Huele mal

Los principios de ética y valores parecen estar relegados ante el poder de las mafias de las apuestas y el dinero.

Con mucha tristeza nos enteramos de un nuevo escándalo que ensombrece al deporte profesional en el mundo.

Apenas estábamos alcanzando a superar la gran decepción producida por el caso Lance Armstrong cuando la Europol destapa la cloaca de otro gran asunto de corrupción a nivel internacional con partidos arreglados con base en corromper a árbitros, jugadores e incluso directivos.

El tema es muy delicado, las grandes ligas del deporte profesional viven gracias a los  aficionados, a su lealtad y apoyo. Al final del día son ellos quienes mantienen y generan los grandes ingresos de los clubes del deporte que se trate.
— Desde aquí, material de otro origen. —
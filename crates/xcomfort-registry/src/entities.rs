//! Entity Registry
//!
//! Remembers which entity_id each sensor unique_id was given, so entity ids
//! stay stable across reloads and sensors removed by an options change can
//! still be found.

use indexmap::IndexMap;
use serde::{Deserialize, Serialize};
use tracing::debug;
use xcomfort_core::{EntityId, EntityIdError};

use crate::storage::Storable;

/// Storage key for the entity registry
pub const STORAGE_KEY: &str = "xcomfort_bridge.entities";
pub const STORAGE_VERSION: u32 = 1;
pub const STORAGE_MINOR_VERSION: u32 = 1;

/// unique_id → entity_id, in registration order
#[derive(Debug, Clone, Default, PartialEq, Serialize, Deserialize)]
pub struct EntityRegistryData {
    #[serde(default)]
    pub entities: IndexMap<String, EntityId>,
}

impl Storable for EntityRegistryData {
    const KEY: &'static str = STORAGE_KEY;
    const VERSION: u32 = STORAGE_VERSION;
    const MINOR_VERSION: u32 = STORAGE_MINOR_VERSION;
}

impl EntityRegistryData {
    pub fn get(&self, unique_id: &str) -> Option<&EntityId> {
        self.entities.get(unique_id)
    }

    /// Entity id registered for `unique_id`, registering a new one if needed
    ///
    /// New ids are derived from `name`; if that entity_id is taken, `_2`,
    /// `_3`, etc. are appended until an available one is found.
    pub fn get_or_create(
        &mut self,
        domain: &str,
        unique_id: &str,
        name: &str,
    ) -> Result<EntityId, EntityIdError> {
        if let Some(existing) = self.entities.get(unique_id) {
            return Ok(existing.clone());
        }

        let preferred = EntityId::from_name(domain, name)?;
        let mut entity_id = preferred.clone();
        let mut tries = 1;
        while self.is_registered(&entity_id) {
            tries += 1;
            entity_id = EntityId::new(domain, format!("{}_{}", preferred.object_id(), tries))?;
        }

        debug!("Registered {} for unique_id {}", entity_id, unique_id);
        self.entities.insert(unique_id.to_string(), entity_id.clone());
        Ok(entity_id)
    }

    /// Forget a unique_id, returning the entity_id it had
    pub fn remove(&mut self, unique_id: &str) -> Option<EntityId> {
        self.entities.shift_remove(unique_id)
    }

    pub fn is_registered(&self, entity_id: &EntityId) -> bool {
        self.entities.values().any(|e| e == entity_id)
    }

    pub fn len(&self) -> usize {
        self.entities.len()
    }

    pub fn is_empty(&self) -> bool {
        self.entities.is_empty()
    }
}
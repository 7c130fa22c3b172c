//! Error types for configuration loading

use std::path::PathBuf;
use thiserror::Error;

/// Result type for configuration operations
pub type ConfigResult<T> = Result<T, ConfigError>;

/// Errors that can occur during configuration loading
#[derive(Debug, Error)]
pub enum ConfigError {
    /// Failed to read a file
    #[error("failed to read file {path}: {source}")]
    ReadFile {
        path: PathBuf,
        #[source]
        source: std::io::Error,
    },

    /// Failed to parse YAML
    #[error("failed to parse YAML in {path}: {source}")]
    ParseYaml {
        path: PathBuf,
        #[source]
        source: serde_yaml::Error,
    },

    /// Secret not found
    #[error("secret '{key}' not found in secrets.yaml")]
    SecretNotFound { key: String },

    /// Included file not found or include path invalid
    #[error("invalid include path '{path}': {reason}")]
    InvalidIncludePath { path: String, reason: String },

    /// Circular include detected
    #[error("circular include detected: {path}")]
    CircularInclude { path: PathBuf },

    /// Environment variable not found
    #[error("environment variable '{var}' not set")]
    EnvVarNotFound { var: String },

    /// The integration section is missing
    #[error("'{section}' section not found in configuration.yaml")]
    MissingSection { section: String },

    /// Invalid configuration value
    #[error("invalid configuration value for '{key}': {reason}")]
    InvalidValue { key: String, reason: String },
}
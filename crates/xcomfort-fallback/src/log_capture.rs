//! Captures formatted log output of a closure for assertions

use std::io;
use std::sync::{Arc, Mutex};

use tracing_subscriber::fmt::MakeWriter;

#[derive(Clone, Default)]
struct Buffer(Arc<Mutex<Vec<u8>>>);

impl io::Write for Buffer {
    fn write(&mut self, buf: &[u8]) -> io::Result<usize> {
        self.0
            .lock()
            .map_err(|_| io::Error::other("log buffer poisoned"))?
            .extend_from_slice(buf);
        Ok(buf.len())
    }

    fn flush(&mut self) -> io::Result<()> {
        Ok(())
    }
}

impl<'a> MakeWriter<'a> for Buffer {
    type Writer = Buffer;

    fn make_writer(&'a self) -> Self::Writer {
        self.clone()
    }
}

/// Run `f` with a thread-local subscriber and return every line it logged
pub(crate) fn capture<T>(f: impl FnOnce() -> T) -> (T, Vec<String>) {
    let buffer = Buffer::default();
    let subscriber = tracing_subscriber::fmt()
        .with_writer(buffer.clone())
        .with_ansi(false)
        .without_time()
        .with_target(false)
        .finish();

    let result = tracing::subscriber::with_default(subscriber, f);
    let bytes = buffer.0.lock().unwrap().clone();
    let lines = String::from_utf8_lossy(&bytes)
        .lines()
        .map(str::to_string)
        .collect();
    (result, lines)
}
//! Hub lifecycle state
//!
//! ```text
//! NotLoaded → SetupInProgress → Loaded
//!                            ↘ SetupError → SetupInProgress (retry)
//!
//! Loaded/SetupError → UnloadInProgress → NotLoaded
//! ```

use serde::{Deserialize, Serialize};
use thiserror::Error;

/// Lifecycle state of an [`XComfortHub`](crate::XComfortHub)
#[derive(Debug, Clone, Copy, PartialEq, Eq, Serialize, Deserialize, Default)]
#[serde(rename_all = "snake_case")]
pub enum HubState {
    #[default]
    NotLoaded,
    SetupInProgress,
    /// Update task running
    Loaded,
    /// Setup failed; setup may be retried
    SetupError,
    UnloadInProgress,
}

/// Error when an invalid state transition is attempted
#[derive(Debug, Error, Clone, PartialEq, Eq)]
#[error("Invalid hub state transition from {from:?} to {to:?}: {reason}")]
pub struct InvalidTransition {
    pub from: HubState,
    pub to: HubState,
    pub reason: &'static str,
}

impl HubState {
    /// Attempt a transition to a new state
    pub fn try_transition(self, to: HubState) -> Result<HubState, InvalidTransition> {
        use HubState::*;

        let valid = matches!(
            (self, to),
            (NotLoaded, SetupInProgress)
                | (SetupInProgress, Loaded)
                | (SetupInProgress, SetupError)
                | (SetupError, SetupInProgress)
                | (SetupError, UnloadInProgress)
                | (Loaded, UnloadInProgress)
                | (UnloadInProgress, NotLoaded)
        );

        if valid {
            Ok(to)
        } else {
            Err(InvalidTransition {
                from: self,
                to,
                reason: Self::transition_error_reason(self, to),
            })
        }
    }

    pub fn can_transition_to(self, to: HubState) -> bool {
        self.try_transition(to).is_ok()
    }

    pub fn is_loaded(self) -> bool {
        self == HubState::Loaded
    }

    fn transition_error_reason(from: HubState, to: HubState) -> &'static str {
        use HubState::*;

        match (from, to) {
            (Loaded, SetupInProgress) => "Already loaded - unload first before re-setup",
            (NotLoaded, UnloadInProgress) => "Not loaded - nothing to unload",
            (NotLoaded, Loaded) => "Cannot jump to Loaded - must go through SetupInProgress",
            (SetupInProgress, _) => "Setup in progress",
            (UnloadInProgress, _) => "Unload in progress",
            _ => "Invalid state transition",
        }
    }
}

#[cfg(test)]
mod tests {
    use super::*;
    use HubState::*;

    #[test]
    fn test_lifecycle() {
        let state = NotLoaded.try_transition(SetupInProgress).unwrap();
        let state = state.try_transition(Loaded).unwrap();
        assert!(state.is_loaded());
        let state = state.try_transition(UnloadInProgress).unwrap();
        assert_eq!(state.try_transition(NotLoaded), Ok(NotLoaded));
    }

    #[test]
    fn test_setup_error_can_retry_or_unload() {
        assert!(SetupInProgress.can_transition_to(SetupError));
        assert!(SetupError.can_transition_to(SetupInProgress));
        assert!(SetupError.can_transition_to(UnloadInProgress));
    }

    #[test]
    fn test_invalid_transitions() {
        let err = Loaded.try_transition(SetupInProgress).unwrap_err();
        assert_eq!(err.from, Loaded);
        assert_eq!(err.reason, "Already loaded - unload first before re-setup");

        assert!(!NotLoaded.can_transition_to(UnloadInProgress));
        assert!(!NotLoaded.can_transition_to(Loaded));
        assert!(!UnloadInProgress.can_transition_to(Loaded));
        assert!(!SetupInProgress.can_transition_to(NotLoaded));
    }

    #[test]
    fn test_serialization() {
        assert_eq!(
            serde_json::to_string(&SetupInProgress).unwrap(),
            "\"setup_in_progress\""
        );
    }
}
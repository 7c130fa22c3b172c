//! YAML loader with custom tag support
//!
//! Supported tags:
//! - `!include path` - Include another YAML file (e.g. a devices snapshot)
//! - `!secret key` - Substitute from secrets.yaml (bridge auth key)
//! - `!env_var VAR` - Environment variable substitution

use crate::error::{ConfigError, ConfigResult};
use crate::secrets::Secrets;
use serde_yaml::Value;
use std::collections::HashSet;
use std::fs;
use std::path::{Path, PathBuf};
use tracing::{debug, trace};

/// YAML loader resolving the integration's custom tags
pub struct YamlLoader {
    /// Base directory for resolving relative paths
    config_dir: PathBuf,
    secrets: Secrets,
    /// Files currently being loaded, to detect circular includes
    include_stack: HashSet<PathBuf>,
}

impl YamlLoader {
    /// Create a new YAML loader for the given config directory
    pub fn new(config_dir: impl Into<PathBuf>) -> ConfigResult<Self> {
        let config_dir = config_dir.into();
        let secrets = Secrets::load(&config_dir)?;

        Ok(Self {
            config_dir,
            secrets,
            include_stack: HashSet::new(),
        })
    }

    /// Load and process a YAML file
    pub fn load_file(&mut self, path: impl AsRef<Path>) -> ConfigResult<Value> {
        let path = self.resolve_path(path.as_ref());
        debug!("Loading YAML file: {:?}", path);

        if self.include_stack.contains(&path) {
            return Err(ConfigError::CircularInclude { path });
        }

        let content = fs::read_to_string(&path).map_err(|e| ConfigError::ReadFile {
            path: path.clone(),
            source: e,
        })?;

        self.include_stack.insert(path.clone());
        let result = self.load_string(&content, &path);
        self.include_stack.remove(&path);

        result
    }

    /// Load and process YAML from a string
    pub fn load_string(&mut self, content: &str, source_path: &Path) -> ConfigResult<Value> {
        let value: Value = serde_yaml::from_str(content).map_err(|e| ConfigError::ParseYaml {
            path: source_path.to_path_buf(),
            source: e,
        })?;

        self.process_value(value, source_path)
    }

    fn process_value(&mut self, value: Value, source_path: &Path) -> ConfigResult<Value> {
        match value {
            Value::Tagged(tagged) => self.process_tagged(*tagged, source_path),
            Value::Mapping(map) => {
                let mut result = serde_yaml::Mapping::new();
                for (k, v) in map {
                    let v = self.process_value(v, source_path)?;
                    result.insert(k, v);
                }
                Ok(Value::Mapping(result))
            }
            Value::Sequence(seq) => {
                let result: ConfigResult<Vec<Value>> = seq
                    .into_iter()
                    .map(|v| self.process_value(v, source_path))
                    .collect();
                Ok(Value::Sequence(result?))
            }
            _ => Ok(value),
        }
    }

    fn process_tagged(
        &mut self,
        tagged: serde_yaml::value::TaggedValue,
        source_path: &Path,
    ) -> ConfigResult<Value> {
        let tag = tagged.tag.to_string();
        trace!("Processing tag '{}'", tag);

        match tag.as_str() {
            "!include" => {
                let include_path = self.value_to_path(&tagged.value, source_path)?;
                debug!("Including file: {:?}", include_path);
                self.load_file(&include_path)
            }
            "!secret" => {
                let key = string_arg(&tagged.value, "!secret")?;
                let secret = self.secrets.get(&key)?;
                debug!("Substituted secret: {}", key);
                Ok(Value::String(secret.to_string()))
            }
            "!env_var" => {
                let var = string_arg(&tagged.value, "!env_var")?;
                let value = std::env::var(&var)
                    .map_err(|_| ConfigError::EnvVarNotFound { var: var.clone() })?;
                debug!("Substituted env var: {}", var);
                Ok(Value::String(value))
            }
            _ => {
                let processed = self.process_value(tagged.value, source_path)?;
                Ok(Value::Tagged(Box::new(serde_yaml::value::TaggedValue {
                    tag: tagged.tag,
                    value: processed,
                })))
            }
        }
    }

    /// Resolve an include path relative to the including file
    fn value_to_path(&self, value: &Value, source_path: &Path) -> ConfigResult<PathBuf> {
        let path_str = match value {
            Value::String(s) => s.clone(),
            _ => {
                return Err(ConfigError::InvalidIncludePath {
                    path: format!("{:?}", value),
                    reason: "path must be a string".to_string(),
                })
            }
        };

        let base_dir = source_path.parent().unwrap_or(&self.config_dir);
        let resolved = if Path::new(&path_str).is_absolute() {
            PathBuf::from(&path_str)
        } else {
            base_dir.join(&path_str)
        };

        if !resolved.exists() {
            return Err(ConfigError::InvalidIncludePath {
                path: path_str,
                reason: "file not found".to_string(),
            });
        }
        Ok(resolved)
    }

    fn resolve_path(&self, path: &Path) -> PathBuf {
        if path.is_absolute() {
            path.to_path_buf()
        } else {
            self.config_dir.join(path)
        }
    }

    /// Get the config directory
    pub fn config_dir(&self) -> &Path {
        &self.config_dir
    }
}

fn string_arg(value: &Value, tag: &str) -> ConfigResult<String> {
    match value {
        Value::String(s) => Ok(s.clone()),
        _ => Err(ConfigError::InvalidValue {
            key: tag.to_string(),
            reason: "argument must be a string".to_string(),
        }),
    }
}

/// Load a YAML file with full tag processing
pub fn load_yaml(config_dir: impl Into<PathBuf>, file: impl AsRef<Path>) -> ConfigResult<Value> {
    let mut loader = YamlLoader::new(config_dir)?;
    loader.load_file(file)
}

#[cfg(test)]
mod tests {
    use super::*;
    use tempfile::TempDir;

    fn write_file(dir: &Path, name: &str, content: &str) {
        fs::write(dir.join(name), content).unwrap();
    }

    fn get<'a>(value: &'a Value, key: &str) -> &'a Value {
        value
            .as_mapping()
            .unwrap()
            .get(Value::String(key.to_string()))
            .unwrap()
    }

    #[test]
    fn test_include_devices_file() {
        let dir = TempDir::new().unwrap();
        write_file(dir.path(), "devices.yaml", "rooms:\n  - room_id: \"1\"\n    name: Stue\n");
        write_file(dir.path(), "configuration.yaml", "devices: !include devices.yaml\n");

        let value = load_yaml(dir.path(), "configuration.yaml").unwrap();
        let rooms = get(get(&value, "devices"), "rooms");
        assert_eq!(rooms.as_sequence().unwrap().len(), 1);
    }

    #[test]
    fn test_secret() {
        let dir = TempDir::new().unwrap();
        write_file(dir.path(), "secrets.yaml", "bridge_key: 12345\n");
        write_file(dir.path(), "configuration.yaml", "auth_key: !secret bridge_key\n");

        let value = load_yaml(dir.path(), "configuration.yaml").unwrap();
        assert_eq!(get(&value, "auth_key").as_str(), Some("12345"));
    }

    #[test]
    fn test_missing_secret() {
        let dir = TempDir::new().unwrap();
        write_file(dir.path(), "configuration.yaml", "auth_key: !secret nope\n");

        let result = load_yaml(dir.path(), "configuration.yaml");
        assert!(matches!(result, Err(ConfigError::SecretNotFound { .. })));
    }

    #[test]
    fn test_env_var() {
        let dir = TempDir::new().unwrap();
        std::env::set_var("XCOMFORT_TEST_BRIDGE_IP", "10.0.0.7");
        write_file(
            dir.path(),
            "configuration.yaml",
            "ip_address: !env_var XCOMFORT_TEST_BRIDGE_IP\n",
        );

        let value = load_yaml(dir.path(), "configuration.yaml").unwrap();
        assert_eq!(get(&value, "ip_address").as_str(), Some("10.0.0.7"));

        std::env::remove_var("XCOMFORT_TEST_BRIDGE_IP");
    }

    #[test]
    fn test_circular_include_detection() {
        let dir = TempDir::new().unwrap();
        write_file(dir.path(), "a.yaml", "b: !include b.yaml\n");
        write_file(dir.path(), "b.yaml", "a: !include a.yaml\n");

        let result = load_yaml(dir.path(), "a.yaml");
        assert!(matches!(result, Err(ConfigError::CircularInclude { .. })));
    }

    #[test]
    fn test_missing_include() {
        let dir = TempDir::new().unwrap();
        write_file(dir.path(), "configuration.yaml", "devices: !include nope.yaml\n");

        let result = load_yaml(dir.path(), "configuration.yaml");
        assert!(matches!(result, Err(ConfigError::InvalidIncludePath { .. })));
    }
}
Cuando escuchamos que incluso varios partidos de la Champions League pudiesen ser parte de esta gran mafia de apuestas que cambiaba resultados con base de operaciones en Singapur, nos surge la duda del alcance y posibilidades de otros casos similares en otros deportes de conjunto, y con mayor recurrencia en los individuales, donde hay que poner a menos protagonistas de acuerdo para hacer trampa.

Por lo pronto, a Joseph Blatter y todo su equipo en la FIFA el asunto les debe tener francamente angustiados y observantes de las investigaciones, para, espero, tomar las sanciones más drásticas de la historia, pues el poder del dinero puede poner en serio riesgo su multimillonario negocio ante la pérdida de credibilidad.

El asunto tiene todavía muchos capítulos por delante, no cabe duda que estamos ante un parteaguas en el deporte de paga, pues los principios de ética y valores parecen estar relegados ante el poder de las mafias de las apuestas y el dinero.

Por lo pronto me sigo preguntando si nuestro futbol está totalmente exento de estos temas. No perdamos de vista que los casinos cibernéticos con asuntos un tanto oscuros en cuanto a los impuestos, transparencia y varios temas más, hoy los vemos tan quitados de la pena, incluso patrocinando las camisetas de los grandes clubes de futbol mundial como la del Real Madrid.

Las cifras multimillonarias que se apuestan cada fin de semana en las innumerables empresas que hoy se dedican a ese negocio es increíble y no existe manera de conocer con precisión el dato, sin embargo, superan nuestra imaginación y por lo mismo son un muy grave riesgo para el deporte profesional.

Mucha suspicacia ha producido el polémico arbitraje en el marco del Super Bowl XLVII, ha generado también innumerables comentarios en torno a la limpieza de las llamadas cebras en la NFL.

Usted, atento lector, es el mejor juez.

¿Cree en la limpieza del deporte profesional?